China has done it again: without warning Beijing moved the goalposts and changed the rules of its currency fixing mechanism... again.
As reported first thing this morning, China announced it would introduce a new "counter-cyclical factor" to reduce exchange-rate volatility while undermining efforts to increase the role of market forces. In some ways this announcement was not unexpected: recall that after a period of eerie stability, on Thursday the Yuan surged shortly after China's downgrade by Moody's, which prompted speculation that the central bank was directly manipulating the currency as the PBOC’s daily fixings had "materially diverged" from the prescribed formula, resulting in a gap between the reference rate and currency’s spot value.

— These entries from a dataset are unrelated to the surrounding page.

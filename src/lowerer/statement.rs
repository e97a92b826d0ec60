//! # Statement Lowering
//!
//! This module lowers statements and blocks into SSA instructions and the
//! control-flow graph. It is where basic blocks are created, where the
//! insertion point moves, and where scope save/restore happens.
//!
//! ## Control Flow Strategy
//!
//! All mutable bindings live in entry-block stack slots, so control flow
//! needs no phi placement: every block loads what it needs and stores what
//! it changes. The two branching constructs follow fixed block shapes:
//!
//! ```text
//! If:     current → (if.then, if.else?) → if.end
//! While:  current → while.condition → (while.body | while.end)
//!                   while.body → while.condition
//! ```
//!
//! After either construct, the insertion point is the merge/exit block, so
//! subsequent statements continue there.
//!
//! ## Terminator Discipline
//!
//! Every emitted basic block ends in exactly one terminator:
//!
//! - branches back to a header or onward to a merge block are only emitted
//!   when the current block is still open (`Builder::has_terminator`);
//! - a `return` terminates the block, and the enclosing [`Block`] stops
//!   lowering the statements after it;
//! - a merge block that ends up unreachable (both branches returned) is
//!   dropped at serialization time.
//!
//! ## Scope Discipline
//!
//! A block's local declarations shadow outer bindings for the extent of the
//! block only. The displaced bindings are recorded on the way in and put
//! back, in reverse order, on the way out.

use log::debug;

use crate::{
    ir::IrType,
    parser::ast::{Block, Expression, If, LocalDeclaration, Return, Statement, TypeName, WhileLoop},
};

use super::{
    context::{ArrayInfo, ScalarSlot},
    expression::{coerce_to_bool, lower_call},
    Lower, LowerError, LowererContext,
};

impl Lower for Statement {
    type Output = ();

    /// Dispatches one statement to its lowering.
    ///
    /// The only logic of its own is the expression-statement case: a call
    /// to a void function is legal as a whole statement and nowhere else,
    /// so the call is emitted directly instead of going through expression
    /// lowering (which would reject the missing value).
    fn lower(&self, ctx: &mut LowererContext) -> Result<(), LowerError> {
        match self {
            Statement::Expression(expression) => {
                // a call to a void function is legal here and only here
                if let Expression::Call(call) = expression {
                    lower_call(call, ctx)?;
                } else {
                    expression.lower(ctx)?;
                }
                Ok(())
            }
            Statement::Block(block) => block.lower(ctx),
            Statement::If(if_stmt) => if_stmt.lower(ctx),
            Statement::While(while_loop) => while_loop.lower(ctx),
            Statement::Return(ret) => ret.lower(ctx),
        }
    }
}

impl Lower for Block {
    type Output = ();

    /// Lowers `{ local_decl* stmt* }`.
    ///
    /// ## Local Declarations
    ///
    /// Each declaration first displaces any function-local binding of the
    /// same name (the saved record restores it later), then materializes
    /// storage:
    ///
    /// - **Scalars**: an entry-block alloca plus a store of the typed zero
    ///   value, so every variable reads as zero before its first
    ///   assignment.
    /// - **Arrays**: an entry-block alloca of the aggregate type plus a
    ///   `zeroinitializer` store, zeroing the whole storage each time the
    ///   block is entered.
    ///
    /// Allocas always land in the entry block regardless of how deeply the
    /// block nests; only the zero store executes at the block's position,
    /// which is what re-zeroes loop-local variables on every iteration.
    ///
    /// ## Statements
    ///
    /// Statements lower in order. Once the current basic block has a
    /// terminator (a `return` was lowered), the remaining statements of the
    /// block are unreachable and are skipped entirely.
    ///
    /// ## Exit
    ///
    /// Saved bindings are restored in reverse declaration order, so the
    /// outer meaning of every shadowed name is observable again after the
    /// closing brace.
    ///
    /// # Errors
    ///
    /// Propagates the first error from any declaration or statement; the
    /// saved bindings are not restored in that case because compilation
    /// aborts.
    fn lower(&self, ctx: &mut LowererContext) -> Result<(), LowerError> {
        let mut saved = Vec::with_capacity(self.declarations.len());

        for declaration in &self.declarations {
            saved.push(ctx.shadow(declaration.name()));

            match declaration {
                LocalDeclaration::Scalar {
                    type_name, name, ..
                } => {
                    let ty = LowererContext::ir_type(*type_name);
                    let ptr = ctx.builder.build_entry_alloca(name, &ty);
                    let zero = ctx.zero_value(*type_name);
                    ctx.builder.build_store(&zero, &ptr);
                    ctx.declare_local_scalar(
                        name,
                        ScalarSlot {
                            type_name: *type_name,
                            ptr,
                        },
                    );
                }
                LocalDeclaration::Array {
                    element_type,
                    name,
                    dimensions,
                    ..
                } => {
                    let element = LowererContext::ir_type(*element_type);
                    let aggregate = IrType::array_of(element, dimensions);
                    let ptr = ctx.builder.build_entry_alloca(name, &aggregate);
                    ctx.builder.build_zero_store(&aggregate, &ptr);
                    ctx.declare_local_array(
                        name,
                        ArrayInfo {
                            element_type: *element_type,
                            dimensions: dimensions.clone(),
                            ptr,
                        },
                    );
                }
            }
        }

        for statement in &self.statements {
            statement.lower(ctx)?;

            // a return already ended this block; whatever follows in the
            // source is unreachable and is skipped
            if ctx.builder.has_terminator() {
                break;
            }
        }

        while let Some(binding) = saved.pop() {
            ctx.restore(binding);
        }

        Ok(())
    }
}

impl Lower for If {
    type Output = ();

    /// Lowers `if (cond) { ... } else { ... }`.
    ///
    /// ## Block Structure
    ///
    /// Two or three blocks are appended to the current function:
    ///
    /// ```llvm
    ///   %ifcond = icmp ne i32 %x, 0
    ///   br i1 %ifcond, label %if.then, label %if.else
    ///
    /// if.then:
    ///   ...
    ///   br label %if.end
    ///
    /// if.else:                          ; only when an else branch exists
    ///   ...
    ///   br label %if.end
    ///
    /// if.end:
    ///   ; insertion point after the statement
    /// ```
    ///
    /// Without an `else`, the false edge of the conditional branch targets
    /// `if.end` directly.
    ///
    /// ## Condition Handling
    ///
    /// The condition value is coerced to `i1` through the promotion matrix
    /// (`int` and `float` compare against zero), so any scalar condition
    /// branches correctly.
    ///
    /// ## Terminators
    ///
    /// Each branch gets its jump to `if.end` only if it did not already
    /// terminate itself with a `return`. When both branches return, the
    /// merge block stays empty and unreachable, and serialization drops it.
    ///
    /// # Errors
    ///
    /// Fails when the condition cannot lower or cannot coerce to bool, or
    /// when either branch fails.
    ///
    /// # Panics
    ///
    /// Statements only lower inside a function body; the current-function
    /// handle is an invariant of the walk.
    fn lower(&self, ctx: &mut LowererContext) -> Result<(), LowerError> {
        let condition = self.condition.lower(ctx)?;
        let condition = coerce_to_bool(condition, self.condition.position(), ctx)?;

        let function = ctx
            .current_function
            .expect("statements are lowered inside a function")
            .id;

        let then_block = ctx.builder.append_basic_block(function, "if.then");
        let else_block = self
            .else_block
            .as_ref()
            .map(|_| ctx.builder.append_basic_block(function, "if.else"));
        let merge_block = ctx.builder.append_basic_block(function, "if.end");

        ctx.builder
            .build_conditional_branch(&condition, then_block, else_block.unwrap_or(merge_block));

        ctx.builder.position_at_end(then_block);
        self.then_block.lower(ctx)?;
        if !ctx.builder.has_terminator() {
            ctx.builder.build_unconditional_branch(merge_block);
        }

        if let (Some(else_ast), Some(else_block)) = (&self.else_block, else_block) {
            ctx.builder.position_at_end(else_block);
            else_ast.lower(ctx)?;
            if !ctx.builder.has_terminator() {
                ctx.builder.build_unconditional_branch(merge_block);
            }
        }

        ctx.builder.position_at_end(merge_block);

        Ok(())
    }
}

impl Lower for WhileLoop {
    type Output = ();

    /// Lowers `while (cond) body`.
    ///
    /// ## Block Structure
    ///
    /// Three blocks implement condition-controlled iteration:
    ///
    /// ```llvm
    ///   br label %while.condition
    ///
    /// while.condition:
    ///   %loopcond = icmp slt i32 %i, %n
    ///   br i1 %loopcond, label %while.body, label %while.end
    ///
    /// while.body:
    ///   ...
    ///   br label %while.condition
    ///
    /// while.end:
    ///   ; insertion point after the loop
    /// ```
    ///
    /// ## Condition Evaluation
    ///
    /// The condition lowers inside `while.condition`, so it re-evaluates at
    /// the top of every iteration and sees the stores the body made. As
    /// with `if`, the value is coerced to `i1` through the promotion
    /// matrix.
    ///
    /// ## Body and Back Edge
    ///
    /// The body may be any statement; a block body manages its own scope.
    /// The back edge to the condition is emitted only when the body fell
    /// through, so a body that returns keeps its `ret` as the sole
    /// terminator.
    ///
    /// # Errors
    ///
    /// Fails when the condition cannot lower or coerce to bool, or when the
    /// body fails.
    ///
    /// # Panics
    ///
    /// Statements only lower inside a function body; the current-function
    /// handle is an invariant of the walk.
    fn lower(&self, ctx: &mut LowererContext) -> Result<(), LowerError> {
        let function = ctx
            .current_function
            .expect("statements are lowered inside a function")
            .id;

        let condition_block = ctx.builder.append_basic_block(function, "while.condition");
        let body_block = ctx.builder.append_basic_block(function, "while.body");
        let end_block = ctx.builder.append_basic_block(function, "while.end");

        ctx.builder.build_unconditional_branch(condition_block);

        // the condition re-evaluates at the top of every iteration
        ctx.builder.position_at_end(condition_block);
        let condition = self.condition.lower(ctx)?;
        let condition = coerce_to_bool(condition, self.condition.position(), ctx)?;
        ctx.builder
            .build_conditional_branch(&condition, body_block, end_block);

        ctx.builder.position_at_end(body_block);
        self.body.lower(ctx)?;
        if !ctx.builder.has_terminator() {
            ctx.builder.build_unconditional_branch(condition_block);
        }

        ctx.builder.position_at_end(end_block);

        Ok(())
    }
}

impl Lower for Return {
    type Output = ();

    /// Lowers `return;` and `return expr;`.
    ///
    /// ## Type Checking
    ///
    /// The statement is checked against the enclosing function's declared
    /// return type:
    ///
    /// - a value in a `void` function is rejected;
    /// - a bare `return` in a value-returning function is rejected;
    /// - otherwise the value is promoted to the declared return type, which
    ///   widens `int` to `float` but refuses the narrowing direction.
    ///
    /// ## Terminator Placement
    ///
    /// `ret` terminates the current block. The enclosing [`Block`] notices
    /// the terminator and skips the statements after it, which keeps every
    /// block at exactly one terminator.
    ///
    /// # Errors
    ///
    /// [`LowerError::ReturnValueInVoidFunction`],
    /// [`LowerError::MissingReturnValue`], or an
    /// [`LowerError::IllegalConversion`] from promoting the value.
    fn lower(&self, ctx: &mut LowererContext) -> Result<(), LowerError> {
        let current = ctx
            .current_function
            .expect("return is lowered inside a function");

        match &self.value {
            Some(expression) => {
                if current.return_type == TypeName::Void {
                    return Err(LowerError::ReturnValueInVoidFunction {
                        position: self.position,
                    });
                }

                let value = expression.lower(ctx)?;
                let target = LowererContext::ir_type(current.return_type);
                let value = ctx.promote(value, &target).map_err(|(from, to)| {
                    LowerError::IllegalConversion {
                        from: from.into(),
                        to: to.into(),
                        position: expression.position(),
                    }
                })?;

                debug!("emitting return of type {target}");
                ctx.builder.build_return(Some(&value));
            }
            None => {
                if current.return_type != TypeName::Void {
                    return Err(LowerError::MissingReturnValue {
                        position: self.position,
                    });
                }
                ctx.builder.build_return(None);
            }
        }

        Ok(())
    }
}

Roughly at the same time as a similar move was taking place on Friday, Bloomberg first reported and China later confirmed that policy makers would add a “counter-cyclical factor” to the yuan’s daily fixing, a move which "would give authorities more control over the fixing and restrain the influence of market pricing." Subsequent detailed revealed that authorities would change the daily $/CNY fixing mechanism, so that the change of the fixing from the previous day’s close would also take into account a “counter-cyclical adjustment factor” (how this is determined is not specified though), in addition to the USD’s movement against a basket of currencies.
While the practical consequence was a surge in both the onshore and offshore Yuan to three month highs, traders and commentators were left confused by this latest intervention by Beijing into what has become China's fulcrum security.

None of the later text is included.